Le quattro sezioni dell’allestimento ripropongono l’intervento dello sbancamento del colle Velia, alcune pitture che ritraggono i vari lavori di distruzione del giardino di Villa Rinaldi ,  testimonianze della decorazione pittorica del criptoportico di una grande domus di epoca imperiale romana intercettata dagli sterri ed infine sono esposti i resti del cranio e della difesa (zanna) sinistra dell’elefante antico Elephas (Palaeoloxodon) antiquus, rinvenuto nello strato geologico a circa 11 metri dalla sommità della collina. Come spesso accade nelle mostre archeologiche al di là del reperto la fruibilità e la giusta introduzione temporale del ritrovamento e quindi la contestualizzazione sono da ritenersi tra le prime cose che il visitatore “consuma” non solo in termini di lettura ma nell’insieme in una dimensione estetica. Questa mostra contenuta ma di grande eleganza per esposizione e scelte di allestimento regala al di là dei reperti esposti bellissimi disegni , acquerelli e chine di autori spesso fin troppo dimenticati come Odoardo Ferretti (un pittore romano, acquerellista, professore e maestro di disegno e ornato) e di Maria Barosso (pittrice torinese stabilitasi a Roma e nota per la riproduzione della pittura della Villa dei Misteri). Il sonoro poi dei filmati dell’Istituto Luce dovevengono raccontati gli interventi di demolizione echeggiano tra le sale immergendoci totalmente in quella dimensione di propaganda quando l’arte era un mezzo di propaganda politica.

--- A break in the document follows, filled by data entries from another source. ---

//! Prescale and compare threshold selection for Timer/Counter 2.
//!
//! The timer runs in CTC mode with an 8-bit compare register, so one period
//! spans `top + 1` ticks with `top` in `0..=255`. The search picks the
//! smallest prescale that fits the requested period into 256 ticks, which
//! gives the best timing resolution.

use core::fmt;

use nano_fmt::{NanoDisplay, NanoWrite};

/// Number of counter steps available in one period.
const COUNTER_CAPACITY: u32 = 256;

/// Clock divisors supported by Timer/Counter 2.
#[derive(Debug, Clone, Copy, PartialEq, Eq, PartialOrd, Ord)]
pub enum Prescale {
    Direct,
    Div8,
    Div32,
    Div64,
    Div128,
    Div256,
    Div1024,
}

/// Prescale indexed by its base 2 logarithm. `None` marks unsupported divisors.
const PRESCALE_TABLE: [Option<Prescale>; 11] = [
    Some(Prescale::Direct),
    None,
    None,
    Some(Prescale::Div8),
    None,
    Some(Prescale::Div32),
    Some(Prescale::Div64),
    Some(Prescale::Div128),
    Some(Prescale::Div256),
    None,
    Some(Prescale::Div1024),
];

impl Prescale {
    /// All supported prescales, smallest first.
    pub const ALL: [Prescale; 7] = [
        Prescale::Direct,
        Prescale::Div8,
        Prescale::Div32,
        Prescale::Div64,
        Prescale::Div128,
        Prescale::Div256,
        Prescale::Div1024,
    ];

    /// Base 2 logarithm of the divisor.
    #[must_use]
    pub const fn shift(self) -> u8 {
        match self {
            Prescale::Direct => 0,
            Prescale::Div8 => 3,
            Prescale::Div32 => 5,
            Prescale::Div64 => 6,
            Prescale::Div128 => 7,
            Prescale::Div256 => 8,
            Prescale::Div1024 => 10,
        }
    }

    #[must_use]
    pub const fn divisor(self) -> u16 {
        1 << self.shift()
    }

    /// Value of the `CS22:0` clock select bits in `TCCR2B`.
    #[must_use]
    pub const fn select_bits(self) -> u8 {
        match self {
            Prescale::Direct => 0b001,
            Prescale::Div8 => 0b010,
            Prescale::Div32 => 0b011,
            Prescale::Div64 => 0b100,
            Prescale::Div128 => 0b101,
            Prescale::Div256 => 0b110,
            Prescale::Div1024 => 0b111,
        }
    }

    /// Inverse of [`Prescale::select_bits`]. Returns `None` for a stopped clock
    /// or an out of range value.
    #[must_use]
    pub const fn from_select_bits(bits: u8) -> Option<Self> {
        match bits {
            0b001 => Some(Prescale::Direct),
            0b010 => Some(Prescale::Div8),
            0b011 => Some(Prescale::Div32),
            0b100 => Some(Prescale::Div64),
            0b101 => Some(Prescale::Div128),
            0b110 => Some(Prescale::Div256),
            0b111 => Some(Prescale::Div1024),
            _ => None,
        }
    }
}

impl NanoDisplay for Prescale {
    fn fmt<F: NanoWrite>(self, f: &mut F) {
        self.divisor().fmt(f);
    }
}

/// Configuration errors.
#[derive(Debug, Clone, Copy, PartialEq, Eq)]
pub enum Error {
    /// The period does not fit into 256 ticks with any prescale.
    PeriodTooLong,
    /// A zero period has no compare threshold.
    ZeroPeriod,
}

impl Error {
    const fn as_str(self) -> &'static str {
        match self {
            Error::PeriodTooLong => "period too long",
            Error::ZeroPeriod => "zero period",
        }
    }
}

impl fmt::Display for Error {
    fn fmt(&self, f: &mut fmt::Formatter<'_>) -> fmt::Result {
        f.write_str(self.as_str())
    }
}

impl core::error::Error for Error {}

impl NanoDisplay for Error {
    fn fmt<F: NanoWrite>(self, f: &mut F) {
        self.as_str().fmt(f);
    }
}

/// Register values for one periodic compare-match configuration.
#[derive(Debug, Clone, Copy, PartialEq, Eq)]
pub struct TimerConfig {
    prescale: Prescale,
    top: u8,
    period_us: u32,
}

impl TimerConfig {
    /// Select prescale and compare threshold for a period of `period_us`
    /// microseconds at a CPU clock of `clock_hz`.
    ///
    /// `clock_hz` must be a multiple of 1 MHz. The achieved period is the
    /// requested one truncated to a whole number of ticks at the selected
    /// prescale, so it never exceeds `period_us`.
    pub fn for_period(period_us: u32, clock_hz: u32) -> Result<Self, Error> {
        let ticks_per_us = clock_hz / 1_000_000;
        let ticks = period_us
            .checked_mul(ticks_per_us)
            .ok_or(Error::PeriodTooLong)?;
        if ticks == 0 {
            return Err(Error::ZeroPeriod);
        }

        let prescale = PRESCALE_TABLE
            .iter()
            .copied()
            .enumerate()
            .find_map(|(shift, prescale)| {
                prescale.filter(|_| (ticks >> shift) <= COUNTER_CAPACITY)
            })
            .ok_or(Error::PeriodTooLong)?;

        let shift = prescale.shift();
        let scaled = ticks >> shift;

        Ok(Self {
            prescale,
            // `scaled` is in 1..=256 here.
            top: (scaled - 1) as u8,
            period_us: (scaled << shift) / ticks_per_us,
        })
    }

    #[must_use]
    pub const fn prescale(&self) -> Prescale {
        self.prescale
    }

    /// Compare threshold written to `OCR2A`.
    #[must_use]
    pub const fn top(&self) -> u8 {
        self.top
    }

    /// Timer ticks in one period, at the selected prescale.
    #[must_use]
    pub const fn ticks(&self) -> u16 {
        self.top as u16 + 1
    }

    /// Achieved period in microseconds.
    #[must_use]
    pub const fn period_us(&self) -> u32 {
        self.period_us
    }
}

impl NanoDisplay for TimerConfig {
    fn fmt<F: NanoWrite>(self, f: &mut F) {
        "prescale=".fmt(f);
        self.prescale.fmt(f);
        " top=".fmt(f);
        self.top.fmt(f);
        " period_us=".fmt(f);
        self.period_us.fmt(f);
    }
}
use embedded_hal::digital::StatefulOutputPin;

pub struct Led<P> {
    p: P,
}

impl<P> Led<P>
where
    P: StatefulOutputPin,
{
    pub fn new(p: P) -> Self {
        Self { p }
    }

    pub fn turn_on(&mut self) -> Result<(), P::Error> {
        self.p.set_high()
    }

    pub fn turn_off(&mut self) -> Result<(), P::Error> {
        self.p.set_low()
    }

    pub fn toggle(&mut self) -> Result<(), P::Error> {
        self.p.toggle()
    }
}
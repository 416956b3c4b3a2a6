#![no_std]

#[cfg(test)]
extern crate std;

/// Writer trait for resource constrained systems.
pub trait NanoWrite {
    /// Write a byte to the writer.
    fn write_byte(&mut self, b: u8);

    /// Write all bytes of `bytes` in order.
    fn write_bytes(&mut self, bytes: &[u8]) {
        for &b in bytes {
            self.write_byte(b);
        }
    }
}

/// Display trait for resource constrained systems.
pub trait NanoDisplay {
    /// Write formatted representation of `self` to `f`.
    fn fmt<F: NanoWrite>(self, f: &mut F);
}

impl NanoDisplay for &str {
    fn fmt<F: NanoWrite>(self, f: &mut F) {
        f.write_bytes(self.as_bytes());
    }
}

impl NanoDisplay for bool {
    fn fmt<F: NanoWrite>(self, f: &mut F) {
        let s = if self { "true" } else { "false" };
        s.fmt(f);
    }
}

/// Implement NanoDisplay for an unsigned type.
macro_rules! display_unsigned {
    ($ty:ident) => {
        impl $crate::NanoDisplay for $ty {
            fn fmt<F: $crate::NanoWrite>(mut self, f: &mut F) {
                const MAX_POW10: $ty = <$ty>::pow(10, $ty::MAX.ilog10() as u32);

                let mut div = MAX_POW10;
                let mut print = false;

                while div > 0 {
                    let dig = (self / div) as u8;
                    self %= div;
                    div /= 10;

                    if !print && dig > 0 {
                        print = true;
                    }

                    if print || (div == 0) {
                        f.write_byte(b'0' + dig);
                    }
                }
            }
        }
    };
}

display_unsigned!(u8);
display_unsigned!(u16);
display_unsigned!(u32);
display_unsigned!(u64);
display_unsigned!(usize);
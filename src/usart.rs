use nano_fmt::NanoWrite;

use crate::clock::BoardClock;
use crate::hal::port::{self, PD0, PD1};

/// Wrapper around USART0 that can be used for output formatting.
pub struct Usart0 {
    p: crate::hal::pac::USART0,
}

type Baudrate = avr_hal_generic::usart::Baudrate<BoardClock>;

impl Usart0 {
    /// Create new instance from raw hardware.
    #[must_use]
    pub fn new<IMODE: port::mode::InputMode>(
        p: crate::hal::pac::USART0,
        _rx: port::Pin<port::mode::Input<IMODE>, PD0>,
        _tx: port::Pin<port::mode::Output, PD1>,
        baudrate: u32,
    ) -> Self {
        let baudrate = Baudrate::new(baudrate);
        p.ubrr0.write(|w| unsafe { w.bits(baudrate.ubrr) });
        p.ucsr0a.write(|w| w.u2x0().bit(baudrate.u2x));

        // Only the transmitter is used for reports.
        p.ucsr0b.write(|w| w.txen0().set_bit());

        Self { p }
    }
}

impl NanoWrite for Usart0 {
    fn write_byte(&mut self, b: u8) {
        while self.p.ucsr0a.read().udre0().bit_is_clear() {}

        self.p.udr0.write(|w| unsafe { w.bits(b) });
    }
}
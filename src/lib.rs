#![no_std]

#[cfg(test)]
extern crate std;

pub mod clock;
pub mod config;
pub mod driver;
pub mod led;
pub mod regs;
#[cfg(not(target_arch = "avr"))]
pub mod sim;
#[cfg(target_arch = "avr")]
pub mod usart;

#[cfg(target_arch = "avr")]
pub use atmega_hal as hal;

pub use config::{Error, Prescale, TimerConfig};
pub use driver::{Callback, SharedTimer, State, TimerTwo};
use crate::tools::{error_envelope, fetch_metric_series, ToolContext};
use serde_json::{json, Value};

async fn queue_url(ctx: &ToolContext, queue_name: &str) -> Result<String, String> {
    match ctx
        .call("sqs", "get-queue-url", json!({"QueueName": queue_name}))
        .await
    {
        Ok(response) => response
            .get("QueueUrl")
            .and_then(Value::as_str)
            .map(|s| s.to_string())
            .ok_or_else(|| "Queue URL missing from response".to_string()),
        Err(e) => Err(e.to_string()),
    }
}

/// Get queue attributes: visibility, retention, redrive policy, depth.
pub async fn get_sqs_queue_config(ctx: &ToolContext, queue_name: &str) -> String {
    let url = match queue_url(ctx, queue_name).await {
        Ok(url) => url,
        Err(e) => return error_envelope(e, &[("queue_name", queue_name)]),
    };
    match ctx
        .call(
            "sqs",
            "get-queue-attributes",
            json!({"QueueUrl": url, "AttributeNames": ["All"]}),
        )
        .await
    {
        Ok(response) => {
            let attributes = response.get("Attributes").cloned().unwrap_or(json!({}));
            let redrive_policy = attributes
                .get("RedrivePolicy")
                .and_then(Value::as_str)
                .and_then(|raw| serde_json::from_str::<Value>(raw).ok())
                .unwrap_or(Value::Null);
            json!({
                "queue_name": queue_name,
                "queue_url": url,
                "visibility_timeout": attributes.get("VisibilityTimeout").cloned().unwrap_or(Value::Null),
                "message_retention_period": attributes
                    .get("MessageRetentionPeriod")
                    .cloned()
                    .unwrap_or(Value::Null),
                "approximate_messages": attributes
                    .get("ApproximateNumberOfMessages")
                    .cloned()
                    .unwrap_or(Value::Null),
                "approximate_messages_not_visible": attributes
                    .get("ApproximateNumberOfMessagesNotVisible")
                    .cloned()
                    .unwrap_or(Value::Null),
                "redrive_policy": redrive_policy,
            })
            .to_string()
        }
        Err(e) => error_envelope(e, &[("queue_name", queue_name)]),
    }
}

/// Get the dead-letter queue wired to a queue's redrive policy, with depth.
pub async fn get_sqs_dead_letter_queue(ctx: &ToolContext, queue_name: &str) -> String {
    let config_raw = get_sqs_queue_config(ctx, queue_name).await;
    let config: Value = match serde_json::from_str(&config_raw) {
        Ok(v) => v,
        Err(_) => return config_raw,
    };
    if config.get("error").is_some() {
        return config_raw;
    }

    let Some(dlq_arn) = config
        .get("redrive_policy")
        .and_then(|p| p.get("deadLetterTargetArn"))
        .and_then(Value::as_str)
        .map(|s| s.to_string())
    else {
        return json!({
            "queue_name": queue_name,
            "dlq_configured": false,
        })
        .to_string();
    };

    let dlq_name = dlq_arn.rsplit(':').next().unwrap_or("").to_string();
    let depth = match queue_url(ctx, &dlq_name).await {
        Ok(url) => ctx
            .call(
                "sqs",
                "get-queue-attributes",
                json!({"QueueUrl": url, "AttributeNames": ["ApproximateNumberOfMessages"]}),
            )
            .await
            .ok()
            .and_then(|r| {
                r.get("Attributes")
                    .and_then(|a| a.get("ApproximateNumberOfMessages"))
                    .cloned()
            })
            .unwrap_or(Value::Null),
        Err(e) => return error_envelope(e, &[("queue_name", queue_name), ("dlq_name", &dlq_name)]),
    };

    json!({
        "queue_name": queue_name,
        "dlq_configured": true,
        "dlq_arn": dlq_arn,
        "dlq_name": dlq_name,
        "dlq_depth": depth,
    })
    .to_string()
}

/// Get message age and throughput series for one queue.
pub async fn get_sqs_queue_metrics(ctx: &ToolContext, queue_name: &str, hours_back: i64) -> String {
    let mut metrics = serde_json::Map::new();
    for (metric, statistic) in [
        ("ApproximateAgeOfOldestMessage", "Maximum"),
        ("NumberOfMessagesSent", "Sum"),
        ("NumberOfMessagesDeleted", "Sum"),
    ] {
        match fetch_metric_series(
            ctx,
            "AWS/SQS",
            metric,
            "QueueName",
            queue_name,
            statistic,
            hours_back,
        )
        .await
        {
            Ok(datapoints) => {
                metrics.insert(metric.to_string(), datapoints);
            }
            Err(e) => return error_envelope(e, &[("queue_name", queue_name)]),
        }
    }
    json!({
        "queue_name": queue_name,
        "hours_back": hours_back,
        "metrics": metrics,
    })
    .to_string()
}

“Dopo secoli, l’impero riappare sui colli fatali di Roma” ebbe a dire Mussolini durante il comizio del 9 maggio 1936, mentre nel frattempo accostava la sua figura a quella dell’imperatore Augusto generando dei danni non solo reali e fisici al patrimonio archeologico di Roma ma alla storia dell’Antica Roma in genere.
Ancora oggi, simboli propri della romanità come il fascio littorio, emblema del potere dei consoli, non può essere esibito in pubblico per motivi precauzionali, così come alcuni luoghi comuni (come il saluto romano a braccio teso, in realtà inesistente nell’antichità) sono duri a morire.E ancora di più, la commistione fra personali convinzioni politiche odierne e storia, genera una  visione straordinariamente distorta, lontana dalla lungimiranza, seppur brutale, del mondo romano.
La mostra prorogata sino al 5 Marzo è una straordinaria occasione per i romani e non solo di riscoprire cose da anni abbandonate nei depositi e riappropriarsi nuovamente degli spazi straordinari ed unici dei Mercati di Traiano.